The third plot shows the distribution of lengths of Indels (insertions are positive values and deletions are negative values). This is useful information to have, but in practice we tend to exclude indels when building alignments for phylogenetic tree building.

nf-core/bactmap MultiQC bcftools indel distribution

The final bcftools plot shows the distribution of the number of reads mapping to each variant position and is one of the metrics used to filter out low quality variants (the fewer the reads mapping to a variant position, the lower the confidence we have that the variant is in fact real).

nf-core/bactmap MultiQC bcftools variant depth

Software versions

This section of the report shows the software run as part of nf-core/bactmap and the versions used. This is particularly important when reproducing the analysis on a different system or when writing the methods section of a paper.

13.4 Check how much of the reference was mapped

It’s good practice to do an additional check of our mapping results before proceeding to the next step of our analysis, phylogenetic tree inference. We can do this by checking how much of the reference genome was mapped in each sample and use a tool called seqtk to do this. If a position in the reference genome is not found in the sample it is marked as a N and any regions of the reference that were not mapped to sufficient quality are marked as -. So we use seqtk comp to count the number of A’s, C’s, G’s and T’s, sum the totals and then divide by the length of the reference sequence. This gives us a proportion (we can convert to a % by multiplying by 100) of the reference sequence that was mapped in each sample. Ideally, we would like to see more than 90% of the reference mapped but this will depend on the species and how close the reference is to the samples you’re analysing. However, anything more than 75% should be sufficient for most applications. The main impact of less mapping is fewer phylogenetically informative positions for constructing phylogenetic trees.

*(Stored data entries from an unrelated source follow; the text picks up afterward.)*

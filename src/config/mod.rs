/// Configuration module
///
/// Loads configuration from TOML files and environment variables.
/// Priority: ENV > TOML > defaults
use serde::Deserialize;
use std::env;

#[derive(Debug, Deserialize, Clone)]
pub struct Config {
    #[serde(default)]
    pub service: ServiceConfig,
    #[serde(default)]
    pub server: ServerConfig,
    #[serde(default)]
    pub telemetry: TelemetryConfig,
    #[serde(default)]
    pub db: DbConfig,
}

#[derive(Debug, Deserialize, Clone)]
pub struct ServiceConfig {
    #[serde(default = "default_service_name")]
    pub name: String,
    #[serde(default = "default_service_version")]
    pub version: String,
}

#[derive(Debug, Deserialize, Clone)]
pub struct ServerConfig {
    #[serde(default = "default_host")]
    pub host: String,
    #[serde(default = "default_port")]
    pub port: u16,
    #[serde(default = "default_request_body_limit")]
    pub request_body_limit_bytes: usize,
    #[serde(default = "default_cors_allow_origins")]
    pub cors_allow_origins: Vec<String>,
}

#[derive(Debug, Deserialize, Clone)]
pub struct TelemetryConfig {
    #[serde(default = "default_log_format")]
    pub log_format: String,
    #[serde(default = "default_log_level")]
    pub log_level: String,
    #[serde(default = "default_request_id_header")]
    pub request_id_header: String,
}

#[derive(Debug, Deserialize, Clone)]
pub struct DbConfig {
    #[serde(default = "default_database_url")]
    pub database_url: String,
    #[serde(default = "default_schema_path")]
    pub schema_path: String,
    #[serde(default = "default_db_max_connections")]
    pub max_connections: u32,
    #[serde(default = "default_db_connect_timeout_ms")]
    pub connect_timeout_ms: u64,
}

// Defaults
fn default_service_name() -> String {
    "fintrack-api".to_string()
}

fn default_service_version() -> String {
    env!("CARGO_PKG_VERSION").to_string()
}

fn default_host() -> String {
    "0.0.0.0".to_string()
}

fn default_port() -> u16 {
    8080
}

fn default_request_body_limit() -> usize {
    1_048_576 // 1 MiB
}

fn default_cors_allow_origins() -> Vec<String> {
    vec!["*".to_string()]
}

fn default_log_format() -> String {
    "json".to_string()
}

fn default_log_level() -> String {
    "info".to_string()
}

fn default_request_id_header() -> String {
    "x-request-id".to_string()
}

fn default_database_url() -> String {
    "sqlite::memory:".to_string()
}

fn default_schema_path() -> String {
    "schema.sql".to_string()
}

fn default_db_max_connections() -> u32 {
    5
}

fn default_db_connect_timeout_ms() -> u64 {
    3000
}

impl Default for ServiceConfig {
    fn default() -> Self {
        Self {
            name: default_service_name(),
            version: default_service_version(),
        }
    }
}

impl Default for ServerConfig {
    fn default() -> Self {
        Self {
            host: default_host(),
            port: default_port(),
            request_body_limit_bytes: default_request_body_limit(),
            cors_allow_origins: default_cors_allow_origins(),
        }
    }
}

impl Default for TelemetryConfig {
    fn default() -> Self {
        Self {
            log_format: default_log_format(),
            log_level: default_log_level(),
            request_id_header: default_request_id_header(),
        }
    }
}

impl Default for DbConfig {
    fn default() -> Self {
        Self {
            database_url: default_database_url(),
            schema_path: default_schema_path(),
            max_connections: default_db_max_connections(),
            connect_timeout_ms: default_db_connect_timeout_ms(),
        }
    }
}

pub fn load_config() -> Result<Config, config::ConfigError> {
    let env = env::var("APP__ENV").unwrap_or_else(|_| "dev".to_string());

    let mut builder = config::Config::builder();

    // Try to load TOML file, but don't fail if it doesn't exist
    let config_path = format!("configs/{}/default", env);
    if std::path::Path::new(&format!("{}.toml", config_path)).exists() {
        builder = builder.add_source(config::File::with_name(&config_path).required(false));
    }

    // Environment variables override with APP__ prefix
    builder = builder.add_source(
        config::Environment::with_prefix("APP")
            .separator("__")
            .try_parsing(true),
    );

    let config = builder.build()?;
    config.try_deserialize()
}
/// Model definitions
///
/// Each entity describes its own table mapping through the `Entity` trait:
/// table name, ordered column list, per-column storage values and row
/// reconstruction. The descriptors are the single source of truth for the
/// SQL the repository generates.
pub mod advice;
pub mod transaction;
pub mod user;

pub use advice::Advice;
pub use transaction::Transaction;
pub use user::User;

use sqlx::sqlite::SqliteRow;

/// A column value in its storage form.
#[derive(Debug, Clone, PartialEq)]
pub enum SqlValue {
    Text(String),
    Integer(i64),
    Real(f64),
    Null,
}

impl From<uuid::Uuid> for SqlValue {
    fn from(id: uuid::Uuid) -> Self {
        SqlValue::Text(id.to_string())
    }
}

/// A record type the repository can persist.
///
/// `COLUMNS` order drives SELECT and INSERT alike, so `values` must yield
/// exactly one value per column, in the same order. `TABLE` must be the
/// snake_case rendering of the type name; the repository checks this at
/// construction.
pub trait Entity: Sized + Send + Unpin {
    const TABLE: &'static str;
    const COLUMNS: &'static [&'static str];

    /// Storage values for every column, in `COLUMNS` order.
    fn values(&self) -> Vec<SqlValue>;

    /// Rebuild the record from a fetched row.
    fn from_row(row: &SqliteRow) -> Result<Self, sqlx::Error>;
}

/// Decode a TEXT column into a `Uuid`, reporting decode failures the way
/// sqlx does for native types.
pub(crate) fn uuid_column(row: &SqliteRow, column: &str) -> Result<uuid::Uuid, sqlx::Error> {
    use sqlx::Row;

    let raw: String = row.try_get(column)?;
    uuid::Uuid::parse_str(&raw).map_err(|err| sqlx::Error::ColumnDecode {
        index: column.to_string(),
        source: Box::new(err),
    })
}
use uuid::Uuid;

use super::{users, ServiceError};
use crate::infra::sqlite::Storage;
use crate::model::{SqlValue, Transaction};
use crate::repository::Repository;

/// All transactions for a user. The user itself must exist; an existing
/// user with no transactions yields an empty list, not an error.
pub async fn get_transactions(
    storage: &Storage,
    user_id: Uuid,
) -> Result<Vec<Transaction>, ServiceError> {
    users::ensure_exists(storage, user_id).await?;
    let repo = Repository::<Transaction>::new(storage)?;
    Ok(repo
        .select(&[("user_id", SqlValue::from(user_id))])
        .await?)
}

pub async fn create_transaction(
    storage: &Storage,
    transaction: Transaction,
) -> Result<Transaction, ServiceError> {
    users::ensure_exists(storage, transaction.user_id).await?;
    let repo = Repository::<Transaction>::new(storage)?;
    repo.insert(&transaction).await?;
    Ok(transaction)
}

/// Atomic replace keyed on (id, user_id). A transaction id the user never
/// had simply lands as a new row.
pub async fn update_transaction(
    storage: &Storage,
    transaction: Transaction,
) -> Result<Transaction, ServiceError> {
    users::ensure_exists(storage, transaction.user_id).await?;
    let repo = Repository::<Transaction>::new(storage)?;
    repo.replace(
        &[
            ("id", SqlValue::from(transaction.id)),
            ("user_id", SqlValue::from(transaction.user_id)),
        ],
        &transaction,
    )
    .await?;
    Ok(transaction)
}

We’ll start by activating the seqtk software environment to make seqtk available:

mamba activate seqtk

To run seqtk comp on a single sample (in this example we’ll analyse ERX9450498_ERR9907670), the following commands can be used:

# create output directory
mkdir -p results/bactmap/pseudogenomes_check

# run seqtk comp
seqtk comp preprocessed/bactmap/pseudogenomes/ERX9450498_ERR9907670.fas > results/bactmap/pseudogenomes_check/ERX9450498_ERR9907670.tsv

If you open the output file ERX9450498_ERR9907670.tsv in the terminal with cat:

cat results/bactmap/pseudogenomes_check/ERX9450498_ERR9907670.tsv

You should see output like this:

ERX9450498_ERR9907670   4435783 715550  1348517 1343684 715401  0   0   312631  1040588 0   0   0

There are no headers in the output but the important information is contained in the first six columns:

Column 1 - our sample ID.
Column 2 - the total length of the sequence (this is the length of the reference).
Column 3 - the total number of ’A’s in the sequence.
Column 4 - the total number of ’C’s in the sequence.
Column 5 - the total number of ’G’s in the sequence.
Column 6 - the total number of ’T’s in the sequence.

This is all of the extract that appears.